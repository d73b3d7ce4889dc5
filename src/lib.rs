//! A readers-writers engine with writer priority, instrumented to emit a
//! stream of events and state snapshots.
//!
//! Any number of readers may access the shared value concurrently, while a
//! writer requires exclusive access. Once a writer declares its intent to
//! write, no new reader is admitted until that writer, and every writer queued
//! ahead of it, has run.
//!
//! <br>
//!
//! ## Usage
//!
//! Start a simulation and poll it until every driver has returned:
//!
//! ```no_run
//! use std::time::Duration;
//!
//! use rwprio::{Simulation, SimulationConfig};
//!
//! let config = SimulationConfig::new(3, 1, Duration::from_secs(5));
//! let simulation = Simulation::start(&config)?;
//!
//! while !simulation.is_finished() {
//!     for event in simulation.drain_events(64) {
//!         println!("{event}");
//!     }
//!
//!     std::thread::sleep(Duration::from_millis(250));
//! }
//!
//! let history = simulation.history();
//! let stats = simulation.join()?;
//! println!("reads: {}, writes: {}", stats.total_reads, stats.total_writes);
//!
//! rwprio::export::write_csv_path("simulation_logs.csv", &history)?;
//! # Ok::<_, rwprio::Error>(())
//! ```
//!
//! <br>
//!
//! ## How does it work
//!
//! The [`SharedState`] holds two primitives: a guard over the admission
//! counters with two condition variables, and an exclusive resource lock over
//! the value which serializes writers. The [`Coordinator`] wraps the state and
//! records every phase transition into an [`EventSink`] and every state change
//! into a [`MetricsSink`]. Pollers drain the sinks on their own cadence and
//! never touch the state directly.

mod config;
pub use self::config::{DelayRange, SimulationConfig, Timings};

mod coordinator;
pub use self::coordinator::Coordinator;

mod driver;
pub use self::driver::Simulation;

mod error;
pub use self::error::{Error, Result};

mod event;
pub use self::event::{ActorKind, Clock, Event, EventId, Phase, RunStats, Snapshot};

mod sink;
pub use self::sink::{EventSink, MetricsSink};

mod state;
pub use self::state::{Counters, ReadGuard, SharedState, WriteGuard};

pub mod export;
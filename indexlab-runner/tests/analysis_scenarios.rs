//! End-to-end scenarios for the analysis pipeline.
//!
//! Tables are built in memory or from synthetic providers; nothing touches
//! the network.

use chrono::NaiveDate;
use indexlab_core::data::{read_snapshot, SyntheticProvider};
use indexlab_core::domain::{IndexSeries, MarketTable};
use indexlab_runner::export::{
    load_manifest, TimingStatus, MANIFEST_FILE, ROLLING_FILE, TIMING_FILE,
};
use indexlab_runner::{
    analyze_table, correlation_matrix, daily_returns, run_analysis, save_artifacts, simulate,
    summary_statistics, timing_cost_for, AnalysisConfig, AnalysisError, LoadedTable,
    TableOrigin, TimingError, TimingOutcome,
};

fn day(i: usize) -> NaiveDate {
    NaiveDate::from_ymd_opt(2010, 1, 1).unwrap() + chrono::Duration::days(i as i64)
}

fn series_from_returns(name: &str, first_day: usize, returns: &[f64]) -> IndexSeries {
    let mut price = 100.0;
    let mut pairs = vec![(day(first_day), price)];
    for (i, r) in returns.iter().enumerate() {
        price *= 1.0 + r;
        pairs.push((day(first_day + i + 1), price));
    }
    IndexSeries::from_pairs(name, &pairs)
}

#[test]
fn join_of_unequal_histories() {
    // A: 100 points from day 0. B: 60 points from day 40.
    let a = series_from_returns("A", 0, &[0.001; 99]);
    let b = series_from_returns("B", 40, &[-0.002; 59]);
    let table = MarketTable::from_series(vec![a, b]).unwrap();

    assert_eq!(table.row_count(), 100);
    let b_col = table.column("B").unwrap();
    assert_eq!(b_col.first_valid_row(), Some(40));
    assert!(b_col.values[..40].iter().all(Option::is_none));

    let daily = daily_returns(&table);
    // A's own returns cover every row after the first.
    assert_eq!(daily.valid("A").len(), 99);
    assert_eq!(daily.valid("B").len(), 59);
    // Cross-correlation input only keeps rows where both have a return.
    let rows = daily.complete_rows();
    assert_eq!(rows.len(), 59);
    assert_eq!(rows[0].0, day(41));
    assert_eq!(correlation_matrix(&daily).observations, 59);
}

#[test]
fn missing_five_inflated_days() {
    let r = 0.0004;
    let mut returns = vec![r; 300];
    for i in [20, 75, 130, 190, 250] {
        returns[i] = 0.08;
    }
    let s = series_from_returns("S&P 500 (US)", 0, &returns);
    let report = simulate(&s, 10_000.0, &[5]).unwrap();

    let n = returns.len() as i32;
    let expected = 10_000.0 * (1.0 + r).powi(n - 5);
    let miss5 = &report.scenarios[1];
    assert_eq!(miss5.label, "Miss 5 Best");
    assert!((miss5.final_value - expected).abs() < 1e-6 * expected);

    let baseline = 10_000.0 * (1.0 + r).powi(n - 5) * 1.08_f64.powi(5);
    assert!((report.baseline().final_value - baseline).abs() < 1e-6 * baseline);
    assert_eq!(report.return_days, 300);
}

#[test]
fn short_history_is_reported_as_skip() {
    let s = series_from_returns("Tiny", 0, &[0.01; 50]);
    let table = MarketTable::from_series(vec![s]).unwrap();
    let err = timing_cost_for(&table, "Tiny", 1000.0, &[5]).unwrap_err();
    assert_eq!(
        err,
        AnalysisError::Timing(TimingError::InsufficientHistory {
            name: "Tiny".into(),
            observations: 51,
            required: 100,
        })
    );
}

#[test]
fn legacy_snapshot_names_reach_analysis_upgraded() {
    let mut csv = String::from("snapshot_date,FTSE 100,Hang Seng (HK)\n");
    for i in 0..5 {
        csv.push_str(&format!("{},{},{}\n", day(i), 7000.0 + i as f64, 17000.0 - i as f64));
    }
    let loaded = read_snapshot(csv.as_bytes()).unwrap();
    let stats = summary_statistics(&loaded.table);
    assert_eq!(stats[0].name, "FTSE 100 (UK)");
    assert_eq!(stats[1].name, "Hang Seng (HK)");
}

#[test]
fn constant_column_does_not_break_summary() {
    let flat = series_from_returns("Flat", 0, &[0.0; 20]);
    let live = series_from_returns("Live", 0, &[0.01, -0.01, 0.02, 0.0, 0.005]);
    let table = MarketTable::from_series(vec![flat, live]).unwrap();
    let stats = summary_statistics(&table);
    assert!(stats[0].sharpe.is_nan());
    assert!(stats[1].sharpe.is_finite());
}

#[test]
fn analyze_and_export_bundle() {
    let a = series_from_returns("S&P 500 (US)", 0, &[0.0003; 150]);
    let table = MarketTable::from_series(vec![a]).unwrap();
    let loaded = LoadedTable {
        table,
        origin: TableOrigin::Snapshot,
        recovered: Vec::new(),
        failed: Vec::new(),
        renamed: Vec::new(),
    };
    let config = AnalysisConfig::default();
    let result = analyze_table(&loaded, &config, day(0), day(150));
    assert!(matches!(result.timing, TimingOutcome::Completed(_)));

    let dir = tempfile::tempdir().unwrap();
    let written = save_artifacts(&result, &config.render, dir.path()).unwrap();
    assert!(written.last().unwrap().ends_with(MANIFEST_FILE));
    assert!(dir.path().join(TIMING_FILE).exists());

    let manifest = load_manifest(dir.path()).unwrap();
    assert_eq!(manifest.fingerprint, result.fingerprint);
    assert_eq!(manifest.render, config.render);
    assert!(manifest.files.iter().any(|f| f == ROLLING_FILE));
    assert!(dir.path().join(ROLLING_FILE).exists());
    assert_eq!(
        manifest.timing,
        TimingStatus::Completed {
            index: "S&P 500 (US)".into(),
            scenarios: 6,
        }
    );
}

#[test]
fn synthetic_run_writes_snapshot_then_reuses_it() {
    let dir = tempfile::tempdir().unwrap();
    let mut config = AnalysisConfig::default();
    config.run.start_date = NaiveDate::from_ymd_opt(2021, 1, 1).unwrap();
    config.run.end_date = Some(NaiveDate::from_ymd_opt(2021, 12, 31).unwrap());
    config.run.snapshot = dir.path().join("market_indices_data.csv");
    let provider = SyntheticProvider::new();
    let today = NaiveDate::from_ymd_opt(2024, 1, 1).unwrap();

    let first = run_analysis(&config, &provider, Some(&provider), today).unwrap();
    assert_eq!(first.origin, TableOrigin::Fetched);
    assert_eq!(first.indices[0], "Shanghai Composite (CN)");

    let second = run_analysis(&config, &provider, Some(&provider), today).unwrap();
    assert_eq!(second.origin, TableOrigin::Snapshot);
    assert_eq!(second.fingerprint, first.fingerprint);
}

-- -- --

Look through the data above. Copy every line with the string "render" in it.

## SOLUTION TO THIS PROBLEM
    let written = save_artifacts(&result, &config.render, dir.path()).unwrap();
    assert_eq!(manifest.render, config.render);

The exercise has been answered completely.